Из розановского понимания семейного вопроса как главного в жизни народа исходят и его слова, эпатировавшие русскую демократическую общественность того времени: «Народы, хотите ли, я вам скажу громовую истину, какой вам не говорил ни один из пророков…
— Ну? Ну?.. Хх…
— Это — что частная жизнь выше всего» (54).
Ведь именно этой идеей о превосходстве семейной жизни над любой иной пронизана вся трилогия Розанова. Она начинается, по существу, рассказом его о своей семье: «У меня за стол садится 10 человек, — с прислугой. И все кормятся моим трудом. Все около моего труда нашли место в мире» (23).
Завершая разговор о Толстом, вспомним одно раннее высказывание Розанова, прозвучавшее в статье, написанной в связи со смертью Страхова.

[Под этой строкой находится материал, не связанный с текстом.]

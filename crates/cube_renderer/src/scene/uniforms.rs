//! Host mirrors of the three uniform blocks.
//!
//! Each struct is laid out to match the `std140` block of the same name in
//! `sample.vert`/`sample.frag`: 4x4 matrices as column-major `[[f32; 4]; 4]`,
//! vectors as `[f32; 4]`, scalars packed at the front. The bytes are copied
//! into host-visible buffers unchanged.

use bytemuck::{Pod, Zeroable};

use crate::config::LightSettings;
use crate::foundation::math::{Mat4, Vec3};

/// Set 0: transformation matrices
#[repr(C)]
#[derive(Debug, Clone, Copy, PartialEq, Pod, Zeroable)]
pub struct MatrixBlock {
    /// Model matrix
    pub model: [[f32; 4]; 4],
    /// View matrix
    pub view: [[f32; 4]; 4],
    /// Projection matrix (Y already flipped)
    pub projection: [[f32; 4]; 4],
    /// Inverse-transpose of the model's upper 3x3, widened to 4x4
    pub normal: [[f32; 4]; 4],
}

impl MatrixBlock {
    /// Pack nalgebra matrices
    pub fn new(model: &Mat4, view: &Mat4, projection: &Mat4, normal: &Mat4) -> Self {
        Self {
            model: (*model).into(),
            view: (*view).into(),
            projection: (*projection).into(),
            normal: (*normal).into(),
        }
    }
}

impl Default for MatrixBlock {
    fn default() -> Self {
        let identity: [[f32; 4]; 4] = Mat4::identity().into();
        Self {
            model: identity,
            view: identity,
            projection: identity,
            normal: identity,
        }
    }
}

/// Set 1: light and material constants
#[repr(C)]
#[derive(Debug, Clone, Copy, PartialEq, Pod, Zeroable)]
pub struct LightBlock {
    /// Ambient coefficient
    pub ka: f32,
    /// Diffuse coefficient
    pub kd: f32,
    /// Specular coefficient
    pub ks: f32,
    /// Specular exponent
    pub shininess: f32,
    /// Light position, w = 1
    pub light_pos: [f32; 4],
    /// Specular color, w = 1
    pub light_specular_color: [f32; 4],
    /// Eye position, w = 1
    pub eye_pos: [f32; 4],
}

impl LightBlock {
    /// Build from settings and the eye position
    pub fn new(settings: &LightSettings, eye: Vec3) -> Self {
        let [lx, ly, lz] = settings.position;
        let [sr, sg, sb] = settings.specular_color;
        Self {
            ka: settings.ka,
            kd: settings.kd,
            ks: settings.ks,
            shininess: settings.shininess,
            light_pos: [lx, ly, lz, 1.0],
            light_specular_color: [sr, sg, sb, 1.0],
            eye_pos: [eye.x, eye.y, eye.z, 1.0],
        }
    }
}

/// Set 2: per-frame scalars
#[repr(C)]
#[derive(Debug, Clone, Copy, PartialEq, Default, Pod, Zeroable)]
pub struct MiscBlock {
    /// Elapsed seconds
    pub time: f32,
    /// Display mode: 0 vertex colors, 1 texture
    pub mode: i32,
    /// 1 when lighting is on
    pub lighting: i32,
    /// Rounds the block up to 16 bytes
    pub _pad: i32,
}

#[cfg(test)]
mod tests {
    use super::*;
    use std::mem::{offset_of, size_of};

    #[test]
    fn test_matrix_block_layout() {
        assert_eq!(size_of::<MatrixBlock>(), 256);
        assert_eq!(offset_of!(MatrixBlock, view), 64);
        assert_eq!(offset_of!(MatrixBlock, projection), 128);
        assert_eq!(offset_of!(MatrixBlock, normal), 192);
    }

    #[test]
    fn test_light_block_layout() {
        assert_eq!(size_of::<LightBlock>(), 64);
        assert_eq!(offset_of!(LightBlock, shininess), 12);
        assert_eq!(offset_of!(LightBlock, light_pos), 16);
        assert_eq!(offset_of!(LightBlock, light_specular_color), 32);
        assert_eq!(offset_of!(LightBlock, eye_pos), 48);
    }

    #[test]
    fn test_misc_block_layout() {
        assert_eq!(size_of::<MiscBlock>(), 16);
        assert_eq!(offset_of!(MiscBlock, mode), 4);
        assert_eq!(offset_of!(MiscBlock, lighting), 8);
    }

    #[test]
    fn test_matrices_are_column_major() {
        let mut m = Mat4::identity();
        m[(0, 3)] = 5.0; // x translation lives in column 3
        let block = MatrixBlock::new(&m, &m, &m, &m);
        assert_eq!(block.model[3][0], 5.0);
        assert_eq!(block.model[0][3], 0.0);
    }

    #[test]
    fn test_light_block_from_settings() {
        let block = LightBlock::new(&LightSettings::default(), Vec3::new(0.0, 0.0, 3.0));
        assert_eq!(block.light_pos, [-50.0, -50.0, 10.0, 1.0]);
        assert_eq!(block.eye_pos, [0.0, 0.0, 3.0, 1.0]);
        assert_eq!(block.light_specular_color, [1.0, 1.0, 1.0, 1.0]);
        assert_eq!(block.shininess, 100.0);
    }

    #[test]
    fn test_bytes_mirror_fields() {
        let misc = MiscBlock {
            time: 1.5,
            mode: 1,
            lighting: 1,
            _pad: 0,
        };
        let bytes = bytemuck::bytes_of(&misc);
        assert_eq!(&bytes[0..4], &1.5f32.to_ne_bytes());
        assert_eq!(&bytes[4..8], &1i32.to_ne_bytes());
    }
}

Речь шла о неоконченном отрывке Толстого «Декабристы», который читал ему вслух Страхов. «В превосходном выразительном чтении Страхова я вдруг увидел в нем бездну для себя нового — бездну значительного, и, что меня заняло — значительного для самого Толстого… В силу дурного чтения, в силу неуменья читать, мы знаем, поняли и оценили только малую долю тех сокровищ ума и дивного художества, какие таятся в наших классиках… И, переносясь далее мыслью, я думал с досадой о школе, где ничему, чему следует, не выучивают»[391].

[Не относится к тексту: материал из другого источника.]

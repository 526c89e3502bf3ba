//! # Cube Renderer
//!
//! A double-buffered Vulkan renderer for a lit, textured, spinning cube, with
//! every step spelled out: adapter and queue selection, first-fit memory bank
//! matching, host-visible buffers, a staged texture upload with explicit
//! layout barriers, a two-image swapchain and a per-frame
//! acquire/record/submit/wait/present loop.
//!
//! ## Quick Start
//!
//! ```rust,no_run
//! use cube_renderer::prelude::*;
//!
//! fn main() -> Result<(), Box<dyn std::error::Error>> {
//!     let config = RendererConfig::default();
//!     let window = Window::new(&config.application_name, config.width, config.height)?;
//!     let mut scene = SceneState::new(SceneConfig::default(), config.aspect_ratio());
//!     let mut context = RenderContext::new(config, &window, &scene)?;
//!
//!     let clock = FrameClock::new();
//!     while !window.should_close() {
//!         scene.update(clock.elapsed_seconds());
//!         context.render_frame(&scene)?;
//!     }
//!     context.wait_idle()?;
//!     Ok(())
//! }
//! ```

#![warn(missing_docs)]
#![warn(clippy::all, clippy::pedantic, clippy::nursery)]
#![allow(clippy::module_name_repetitions, clippy::similar_names, clippy::too_many_arguments)]

pub mod assets;
pub mod config;
pub mod foundation;
pub mod render;
pub mod scene;

/// Common imports for renderer users
pub mod prelude {
    pub use crate::{
        config::{Config, ConfigError, FrameMode, RendererConfig, SceneConfig},
        foundation::time::FrameClock,
        render::{RenderContext, VulkanError, VulkanResult, Window, WindowError},
        scene::{MouseButtons, MouseTracker, SceneAction, SceneState},
    };
}
//! One framebuffer per swapchain image

use ash::{vk, Device};

use super::swapchain::IMAGE_COUNT;
use crate::render::backends::vulkan::{VulkanError, VulkanResult};

/// Framebuffer wrapper with RAII cleanup
pub struct Framebuffer {
    device: Device,
    framebuffer: vk::Framebuffer,
}

impl Framebuffer {
    /// Create a single-layer framebuffer over `attachments`
    pub fn new(
        device: &Device,
        render_pass: vk::RenderPass,
        attachments: &[vk::ImageView],
        extent: vk::Extent2D,
    ) -> VulkanResult<Self> {
        let framebuffer_create_info = vk::FramebufferCreateInfo::builder()
            .render_pass(render_pass)
            .attachments(attachments)
            .width(extent.width)
            .height(extent.height)
            .layers(1);

        let framebuffer = unsafe {
            device
                .create_framebuffer(&framebuffer_create_info, None)
                .map_err(VulkanError::from)?
        };

        Ok(Self {
            device: device.clone(),
            framebuffer,
        })
    }

    /// Get the framebuffer handle
    pub fn handle(&self) -> vk::Framebuffer {
        self.framebuffer
    }
}

impl Drop for Framebuffer {
    fn drop(&mut self) {
        unsafe {
            self.device.destroy_framebuffer(self.framebuffer, None);
        }
    }
}

/// Attachment list for framebuffer `i`: that image's view, then the shared depth view
pub fn attachments_for(
    color_views: &[vk::ImageView; IMAGE_COUNT],
    depth_view: vk::ImageView,
) -> [[vk::ImageView; 2]; IMAGE_COUNT] {
    color_views.map(|color| [color, depth_view])
}

/// Create both framebuffers
pub fn create_framebuffers(
    device: &Device,
    render_pass: vk::RenderPass,
    color_views: &[vk::ImageView; IMAGE_COUNT],
    depth_view: vk::ImageView,
    extent: vk::Extent2D,
) -> VulkanResult<[Framebuffer; IMAGE_COUNT]> {
    let [first, second] = attachments_for(color_views, depth_view);
    // the first drops on its own if the second fails
    Ok([
        Framebuffer::new(device, render_pass, &first, extent)?,
        Framebuffer::new(device, render_pass, &second, extent)?,
    ])
}

#[cfg(test)]
mod tests {
    use super::*;
    use ash::vk::Handle;

    #[test]
    fn test_depth_view_is_shared() {
        let colors = [vk::ImageView::from_raw(1), vk::ImageView::from_raw(2)];
        let depth = vk::ImageView::from_raw(9);
        let sets = attachments_for(&colors, depth);
        assert_eq!(sets[0], [colors[0], depth]);
        assert_eq!(sets[1], [colors[1], depth]);
    }
}
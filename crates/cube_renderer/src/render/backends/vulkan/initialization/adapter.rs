//! Adapter enumeration, selection and queue family lookup.
//!
//! The selection rules are pure functions over [`AdapterInfo`] and
//! [`QueueFamily`] so they can be exercised without a GPU.

use ash::{vk, Instance};
use bitflags::bitflags;

use super::instance::fixed_name;
use crate::render::backends::vulkan::memory::{MemoryAllocator, MemoryBank};
use crate::render::backends::vulkan::{VulkanError, VulkanResult};

/// Adapter class as reported by the driver
#[derive(Debug, Clone, Copy, PartialEq, Eq)]
pub enum AdapterClass {
    /// Separate GPU
    Discrete,
    /// GPU sharing the CPU package
    Integrated,
    /// Virtualized GPU
    Virtual,
    /// Software rasterizer
    Cpu,
    /// Anything else
    Other,
}

impl From<vk::PhysicalDeviceType> for AdapterClass {
    fn from(ty: vk::PhysicalDeviceType) -> Self {
        match ty {
            vk::PhysicalDeviceType::DISCRETE_GPU => Self::Discrete,
            vk::PhysicalDeviceType::INTEGRATED_GPU => Self::Integrated,
            vk::PhysicalDeviceType::VIRTUAL_GPU => Self::Virtual,
            vk::PhysicalDeviceType::CPU => Self::Cpu,
            _ => Self::Other,
        }
    }
}

bitflags! {
    /// What a queue family can execute
    #[derive(Debug, Clone, Copy, PartialEq, Eq, Hash, Default)]
    pub struct QueueCapabilities: u32 {
        /// Draw commands
        const GRAPHICS = 0b001;
        /// Dispatch commands
        const COMPUTE = 0b010;
        /// Copy commands
        const TRANSFER = 0b100;
    }
}

impl From<vk::QueueFlags> for QueueCapabilities {
    fn from(flags: vk::QueueFlags) -> Self {
        Self::from_bits_truncate(flags.as_raw())
    }
}

impl QueueCapabilities {
    /// Capability letters, `G`, `C`, `T` or `-`
    pub fn letters(self) -> String {
        [(Self::GRAPHICS, 'G'), (Self::COMPUTE, 'C'), (Self::TRANSFER, 'T')]
            .iter()
            .map(|(flag, letter)| if self.contains(*flag) { *letter } else { '-' })
            .collect()
    }
}

/// One queue family
#[derive(Debug, Clone, Copy, PartialEq, Eq)]
pub struct QueueFamily {
    /// Family index
    pub index: u32,
    /// Capability bits
    pub capabilities: QueueCapabilities,
    /// Number of queues in the family
    pub queue_count: u32,
}

/// Everything learned about one adapter during enumeration
#[derive(Debug, Clone)]
pub struct AdapterInfo {
    /// Driver handle
    pub handle: vk::PhysicalDevice,
    /// Device name
    pub name: String,
    /// Supported API version
    pub api_version: u32,
    /// PCI vendor id
    pub vendor_id: u32,
    /// Vendor-specific device id
    pub device_id: u32,
    /// Adapter class
    pub class: AdapterClass,
    /// Supported features
    pub features: vk::PhysicalDeviceFeatures,
    /// Memory banks in driver order
    pub memory_banks: Vec<MemoryBank>,
    /// Heap sizes and whether each is device-local
    pub memory_heaps: Vec<(u64, bool)>,
    /// Queue families in driver order
    pub queue_families: Vec<QueueFamily>,
    /// Device extensions the adapter exposes
    pub extensions: Vec<String>,
}

impl AdapterInfo {
    /// Query one adapter
    pub fn query(instance: &Instance, handle: vk::PhysicalDevice) -> VulkanResult<Self> {
        let properties = unsafe { instance.get_physical_device_properties(handle) };
        let features = unsafe { instance.get_physical_device_features(handle) };
        let memory = unsafe { instance.get_physical_device_memory_properties(handle) };
        let families = unsafe { instance.get_physical_device_queue_family_properties(handle) };
        let extensions = unsafe { instance.enumerate_device_extension_properties(handle) }
            .map_err(VulkanError::from)?
            .iter()
            .map(|p| fixed_name(&p.extension_name))
            .collect();

        let memory_heaps = memory.memory_heaps[..memory.memory_heap_count as usize]
            .iter()
            .map(|h| (h.size, h.flags.contains(vk::MemoryHeapFlags::DEVICE_LOCAL)))
            .collect();

        let queue_families = families
            .iter()
            .enumerate()
            .map(|(i, f)| QueueFamily {
                index: i as u32,
                capabilities: f.queue_flags.into(),
                queue_count: f.queue_count,
            })
            .collect();

        Ok(Self {
            handle,
            name: fixed_name(&properties.device_name),
            api_version: properties.api_version,
            vendor_id: properties.vendor_id,
            device_id: properties.device_id,
            class: properties.device_type.into(),
            features,
            memory_banks: MemoryAllocator::from_properties(&memory).banks().to_vec(),
            memory_heaps,
            queue_families,
            extensions,
        })
    }

    /// Log the full adapter report
    pub fn log_report(&self) {
        log::info!(
            "[DEVICE] Adapter '{}' ({:?}) API {}.{}.{} vendor {:#06x} device {:#06x}",
            self.name,
            self.class,
            vk::api_version_major(self.api_version),
            vk::api_version_minor(self.api_version),
            vk::api_version_patch(self.api_version),
            self.vendor_id,
            self.device_id
        );
        for (i, bank) in self.memory_banks.iter().enumerate() {
            log::debug!("[DEVICE]   memory type {:2}: heap {} {}", i, bank.heap_index, bank.flags.describe());
        }
        for (i, (size, device_local)) in self.memory_heaps.iter().enumerate() {
            log::debug!(
                "[DEVICE]   memory heap {}: {} MiB{}",
                i,
                size >> 20,
                if *device_local { " device-local" } else { "" }
            );
        }
        for family in &self.queue_families {
            log::debug!(
                "[DEVICE]   queue family {}: {} queue(s) {}",
                family.index,
                family.queue_count,
                family.capabilities.letters()
            );
        }
    }

    /// Whether the adapter exposes a device extension
    pub fn supports_extension(&self, name: &str) -> bool {
        self.extensions.iter().any(|e| e == name)
    }

    /// Memory allocator over this adapter's banks
    pub fn memory_allocator(&self) -> MemoryAllocator {
        MemoryAllocator::new(self.memory_banks.clone())
    }

}

/// Enumerate every adapter; failing to enumerate or finding none is fatal
pub fn enumerate_adapters(instance: &Instance) -> VulkanResult<Vec<AdapterInfo>> {
    let handles = unsafe { instance.enumerate_physical_devices() }
        .map_err(|e| VulkanError::should_exit(format!("adapter enumeration failed: {e:?}")))?;
    if handles.is_empty() {
        return Err(VulkanError::should_exit("no adapters found"));
    }
    log::info!("[DEVICE] {} adapter(s) found", handles.len());

    handles
        .into_iter()
        .map(|handle| {
            let info = AdapterInfo::query(instance, handle)?;
            info.log_report();
            Ok(info)
        })
        .collect()
}

/// Index of the first discrete adapter, else the first integrated one
pub fn select_adapter_index(classes: impl IntoIterator<Item = AdapterClass> + Clone) -> Option<usize> {
    let position = |wanted: AdapterClass| classes.clone().into_iter().position(|c| c == wanted);
    position(AdapterClass::Discrete).or_else(|| position(AdapterClass::Integrated))
}

/// Pick the adapter to render with; neither discrete nor integrated is fatal
pub fn select_adapter(adapters: Vec<AdapterInfo>) -> VulkanResult<AdapterInfo> {
    let index = select_adapter_index(adapters.iter().map(|a| a.class))
        .ok_or_else(|| VulkanError::should_exit("no discrete or integrated adapter found"))?;
    let chosen = adapters
        .into_iter()
        .nth(index)
        .ok_or_else(|| VulkanError::should_exit("adapter list changed during selection"))?;
    log::info!("[DEVICE] Selected adapter '{}' ({:?})", chosen.name, chosen.class);
    Ok(chosen)
}

/// First family, in enumeration order, with every bit of `capability`
pub fn find_queue_family(families: &[QueueFamily], capability: QueueCapabilities) -> Option<u32> {
    families
        .iter()
        .find(|f| f.capabilities.contains(capability))
        .map(|f| f.index)
}

/// Queue families chosen for each kind of work
#[derive(Debug, Clone, Copy, PartialEq, Eq)]
pub struct QueueFamilySelection {
    /// Family the single device queue comes from
    pub graphics: u32,
    /// Compute family, or the graphics family when none exists
    pub compute: u32,
    /// Transfer family, or the graphics family when none exists
    pub transfer: u32,
}

impl QueueFamilySelection {
    /// Resolve the three families.
    ///
    /// Graphics is required and must be able to present; compute and
    /// transfer quietly fall back to graphics.
    pub fn resolve(
        families: &[QueueFamily],
        supports_present: impl Fn(u32) -> VulkanResult<bool>,
    ) -> VulkanResult<Self> {
        let graphics = find_queue_family(families, QueueCapabilities::GRAPHICS)
            .ok_or_else(|| VulkanError::should_exit("no graphics queue family"))?;
        if !supports_present(graphics)? {
            return Err(VulkanError::should_exit(format!(
                "graphics queue family {graphics} cannot present to the surface"
            )));
        }

        let fallback = |capability: QueueCapabilities, name: &str| {
            find_queue_family(families, capability).unwrap_or_else(|| {
                log::info!("[DEVICE] No {} queue family, using graphics family {}", name, graphics);
                graphics
            })
        };
        let selection = Self {
            graphics,
            compute: fallback(QueueCapabilities::COMPUTE, "compute"),
            transfer: fallback(QueueCapabilities::TRANSFER, "transfer"),
        };
        log::info!(
            "[DEVICE] Queue families: graphics {} compute {} transfer {}",
            selection.graphics,
            selection.compute,
            selection.transfer
        );
        Ok(selection)
    }
}

#[cfg(test)]
mod tests {
    use super::*;

    fn adapter(name: &str, class: AdapterClass) -> AdapterInfo {
        AdapterInfo {
            handle: vk::PhysicalDevice::null(),
            name: name.to_string(),
            api_version: vk::API_VERSION_1_0,
            vendor_id: 0,
            device_id: 0,
            class,
            features: vk::PhysicalDeviceFeatures::default(),
            memory_banks: Vec::new(),
            memory_heaps: Vec::new(),
            queue_families: Vec::new(),
            extensions: vec!["VK_KHR_swapchain".to_string()],
        }
    }

    fn family(index: u32, capabilities: QueueCapabilities) -> QueueFamily {
        QueueFamily {
            index,
            capabilities,
            queue_count: 1,
        }
    }

    #[test]
    fn test_discrete_beats_integrated() {
        let chosen = select_adapter(vec![
            adapter("igpu", AdapterClass::Integrated),
            adapter("dgpu", AdapterClass::Discrete),
        ])
        .unwrap();
        assert_eq!(chosen.name, "dgpu");
    }

    #[test]
    fn test_first_integrated_when_no_discrete() {
        let chosen = select_adapter(vec![
            adapter("cpu", AdapterClass::Cpu),
            adapter("igpu0", AdapterClass::Integrated),
            adapter("igpu1", AdapterClass::Integrated),
        ])
        .unwrap();
        assert_eq!(chosen.name, "igpu0");
    }

    #[test]
    fn test_first_discrete_wins() {
        let classes = [AdapterClass::Discrete, AdapterClass::Integrated, AdapterClass::Discrete];
        assert_eq!(select_adapter_index(classes), Some(0));
    }

    #[test]
    fn test_no_usable_adapter_is_fatal() {
        let err = select_adapter(vec![adapter("cpu", AdapterClass::Cpu)]).unwrap_err();
        assert!(err.is_fatal());
        assert!(select_adapter(Vec::new()).is_err());
    }

    #[test]
    fn test_find_queue_family_in_order() {
        let families = [
            family(0, QueueCapabilities::TRANSFER),
            family(1, QueueCapabilities::GRAPHICS | QueueCapabilities::COMPUTE | QueueCapabilities::TRANSFER),
            family(2, QueueCapabilities::COMPUTE),
        ];
        assert_eq!(find_queue_family(&families, QueueCapabilities::GRAPHICS), Some(1));
        assert_eq!(find_queue_family(&families, QueueCapabilities::COMPUTE), Some(1));
        assert_eq!(find_queue_family(&families, QueueCapabilities::TRANSFER), Some(0));
        assert_eq!(find_queue_family(&families[2..], QueueCapabilities::GRAPHICS), None);
    }

    #[test]
    fn test_resolve_falls_back_to_graphics() {
        let families = [family(0, QueueCapabilities::GRAPHICS)];
        let selection = QueueFamilySelection::resolve(&families, |_| Ok(true)).unwrap();
        assert_eq!(
            selection,
            QueueFamilySelection {
                graphics: 0,
                compute: 0,
                transfer: 0
            }
        );
    }

    #[test]
    fn test_resolve_requires_graphics() {
        let families = [family(0, QueueCapabilities::COMPUTE | QueueCapabilities::TRANSFER)];
        let err = QueueFamilySelection::resolve(&families, |_| Ok(true)).unwrap_err();
        assert!(matches!(err, VulkanError::ShouldExit { .. }));
    }

    #[test]
    fn test_resolve_requires_present_support() {
        let families = [family(0, QueueCapabilities::GRAPHICS), family(1, QueueCapabilities::GRAPHICS)];
        assert!(QueueFamilySelection::resolve(&families, |i| Ok(i == 1)).is_err());
    }

    #[test]
    fn test_capability_conversion_and_letters() {
        let caps = QueueCapabilities::from(vk::QueueFlags::GRAPHICS | vk::QueueFlags::TRANSFER | vk::QueueFlags::SPARSE_BINDING);
        assert_eq!(caps, QueueCapabilities::GRAPHICS | QueueCapabilities::TRANSFER);
        assert_eq!(caps.letters(), "G-T");
    }

    #[test]
    fn test_adapter_class_conversion() {
        assert_eq!(AdapterClass::from(vk::PhysicalDeviceType::DISCRETE_GPU), AdapterClass::Discrete);
        assert_eq!(AdapterClass::from(vk::PhysicalDeviceType::OTHER), AdapterClass::Other);
        assert!(adapter("x", AdapterClass::Other).supports_extension("VK_KHR_swapchain"));
    }
}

Пытаясь «выучить» Толстого, Розанов вместо того создал «своего Толстого»; даже «новые начала жизни», провозглашенные Толстым в 80-е годы, получили у него своеобразную «розановскую» интерпретацию как попытка «насильственно ограничить свой разум»[392].
Если в своем восприятии Толстого Розанов исходил из «семейного начала», то Тургенев и Гончаров оставались для него писателями, вовсе лишенными этого начала. «Один из последних рыцарей» — так первоначально назвал свою статью Розанов, напечатанную затем под скромным названием «Ив. С. Тургенев (К 20-летию его смерти)». Значение Тургенева Розанов видит в «полной и удивительной гармонии не гениальных, но необыкновенно изящных способностей».